Тут я ему все как есть выкладываю, в подробностях, ну а как я до ворон и крыс дошел — тут у меня в башке моей рыжей все как поплывет, и я прямо на ковер — бух! И в обморок, ну прямо как госпожа черная барышня, честное слово.
Глава пятая
ДИ-ДЖЕЙ
Мин Даноо, конечно, хорош. Уехал и не сказал, когда вернется. Я веду эфир, как правило, через смену после него, то есть с полуночи до шести утра, поэтому уж мне-то совершенно никак не удобно подменять его на эфире, но Кинхау неумолим и, в общем-то, прав:
— Кикоа, ну посуди сам, кто еще может вести его эфир? Ты же, кроме него, единственный, кто в этих завываниях хоть что-то понимает. Если заменить его блок шеаокана на поп-музыку, мы можем потерять рекламу Фонда военной силы, а еще — «Кабаков Лиму», куда постоянно таскается его королевское высочество жрать эту их пшенную кашу.
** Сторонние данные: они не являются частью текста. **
#[cfg(test)]
mod tests {
    use super::*;
    use crate::render::{Glyph, VisualOutput};
    use std::sync::atomic::{AtomicU32, Ordering};
    use std::sync::{Arc, Mutex};

    fn slide(committed: bool) -> SlideToConfirm {
        SlideToConfirm::new(
            SlideConfig::default(),
            HintTexts::new("Slide to pay", "Paying..."),
            committed,
        )
        .unwrap()
        // track = 300 - (56 + 16) = 228
        .container(Size::new(300.0, 72.0))
    }

    fn run(slide: &mut SlideToConfirm, frames: usize) {
        for _ in 0..frames {
            slide.tick(1.0 / 60.0);
        }
    }

    #[test]
    fn invalid_config_is_rejected() {
        let config = SlideConfig::default().fractional_threshold(0.0);
        assert!(SlideToConfirm::new(config, HintTexts::default(), false).is_err());
    }

    #[test]
    fn completion_fires_once_per_release() {
        let count = Arc::new(AtomicU32::new(0));
        let counter = Arc::clone(&count);
        let mut slide = slide(false).on_slide_completed(move || {
            counter.fetch_add(1, Ordering::SeqCst);
        });

        slide.handle_event(&Event::drag_start(0));
        slide.handle_event(&Event::drag(220.0, 0.0, 16));
        slide.handle_event(&Event::drag_end(0.0, 32));
        run(&mut slide, 120);

        assert_eq!(count.load(Ordering::SeqCst), 1);
        assert_eq!(slide.completions(), 1);
        assert!(slide.take_completed());
        assert!(!slide.take_completed());
        assert_eq!(slide.anchor(), Anchor::End);
    }

    #[test]
    fn fraction_callback_sees_terminal_values() {
        let seen = Arc::new(Mutex::new(Vec::new()));
        let sink = Arc::clone(&seen);
        let mut slide = slide(false).on_slide_fraction_changed(move |f| sink.lock().unwrap().push(f));

        slide.handle_event(&Event::drag_start(0));
        slide.handle_event(&Event::drag(114.0, 0.0, 16));
        slide.handle_event(&Event::drag_end(0.0, 32));
        run(&mut slide, 120);

        let seen = seen.lock().unwrap();
        assert_eq!(seen.first(), Some(&0.0));
        assert!(seen.contains(&0.5));
        assert_eq!(seen.last(), Some(&0.0));
        assert!(seen.windows(2).all(|w| w[0] != w[1]));
    }

    #[test]
    fn fraction_callback_receives_resting_value() {
        let seen = Arc::new(Mutex::new(Vec::new()));
        let sink = Arc::clone(&seen);
        let mut slide = slide(true).on_slide_fraction_changed(move |f| sink.lock().unwrap().push(f));
        assert_eq!(*seen.lock().unwrap(), vec![1.0]);

        run(&mut slide, 10);
        assert_eq!(*seen.lock().unwrap(), vec![1.0]);

        let seen = Arc::new(Mutex::new(Vec::new()));
        let sink = Arc::clone(&seen);
        let _slide = self::slide(false).on_slide_fraction_changed(move |f| sink.lock().unwrap().push(f));
        assert_eq!(*seen.lock().unwrap(), vec![0.0]);
    }

    #[test]
    fn committed_flag_locks_the_gesture() {
        let mut slide = slide(true);
        assert_eq!(slide.anchor(), Anchor::End);
        assert_eq!(slide.fraction(), 1.0);
        assert!(!slide.handle_event(&Event::drag_start(0)));
        slide.handle_event(&Event::drag(-200.0, 0.0, 16));
        run(&mut slide, 60);
        assert_eq!(slide.completions(), 0);
        assert_eq!(slide.offset(), 228.0);
    }

    #[test]
    fn external_commit_animates_without_completing() {
        let mut slide = slide(false);
        assert_eq!(slide.sync_committed(true), SyncAction::AnimateTo(Anchor::End));
        run(&mut slide, 120);
        assert_eq!(slide.anchor(), Anchor::End);
        assert_eq!(slide.completions(), 0);

        assert_eq!(
            slide.sync_committed(false),
            SyncAction::AnimateTo(Anchor::Start)
        );
        run(&mut slide, 120);
        assert_eq!(slide.anchor(), Anchor::Start);
        assert!(slide.is_enabled());
    }

    #[test]
    fn commit_flag_during_release_settle_still_completes() {
        let mut slide = slide(false);
        slide.handle_event(&Event::drag_start(0));
        slide.handle_event(&Event::drag(220.0, 0.0, 16));
        slide.handle_event(&Event::drag_end(0.0, 32));
        run(&mut slide, 1);
        assert!(slide.is_animating());

        assert_eq!(slide.sync_committed(true), SyncAction::AnimateTo(Anchor::End));
        run(&mut slide, 120);
        assert_eq!(slide.anchor(), Anchor::End);
        assert_eq!(slide.completions(), 1);
        assert!(!slide.is_enabled());
    }

    #[test]
    fn teardown_ignores_further_input() {
        let mut slide = slide(false);
        slide.handle_event(&Event::drag_start(0));
        slide.handle_event(&Event::drag(220.0, 0.0, 16));
        slide.handle_event(&Event::drag_end(0.0, 32));
        assert!(slide.handle_event(&Event::unmount(40)));
        assert!(slide.is_torn_down());
        run(&mut slide, 120);
        assert_eq!(slide.completions(), 0);
        assert!(!slide.handle_event(&Event::drag_start(50)));
    }

    #[test]
    fn render_layers_track_hint_thumb() {
        let slide = slide(false);
        let commands = slide.render();
        assert!(matches!(commands[0], DrawCommand::RoundedRect { .. }));
        assert!(matches!(
            &commands[1],
            DrawCommand::Text { content, .. } if content == "Slide to pay"
        ));
        assert!(matches!(
            commands.last(),
            Some(DrawCommand::Icon {
                glyph: Glyph::ArrowForward,
                ..
            })
        ));
    }

    #[test]
    fn committed_snapshot_shows_slided_text() {
        let slide = slide(true);
        let snapshot = slide.snapshot();
        assert!(snapshot.committed);
        assert_eq!(snapshot.hint_text, "Paying...");
        assert!(snapshot.hint_color.a > 0.0);
    }

    #[test]
    fn custom_renderer_replaces_thumb() {
        let slide = slide(false).thumb_renderer(|_: &SlideSnapshot| VisualOutput::new());
        assert_eq!(slide.render().len(), 2);
    }

    #[test]
    fn set_hint_reports_change() {
        let mut slide = slide(false);
        assert!(!slide.set_hint(HintTexts::new("Slide to pay", "Paying...")));
        assert!(slide.set_hint(HintTexts::new("Slide to buy", "Buying...")));
        assert_eq!(slide.hint().default_text, "Slide to buy");
    }
}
А эти два контракта, это, считай, на пол-редакции зарплата.
Я пожимаю плечами.
— Да пожалуйста, Кинхау, я, собственно, не отказываюсь. Просто… Если это раз, ну два — ничего. А если его не будет десять дней?
Шеф ухмыляется:
— Если он дня через три не объявится, я его стану разыскивать через полицию как дезертира с фронта набора белой военсилы.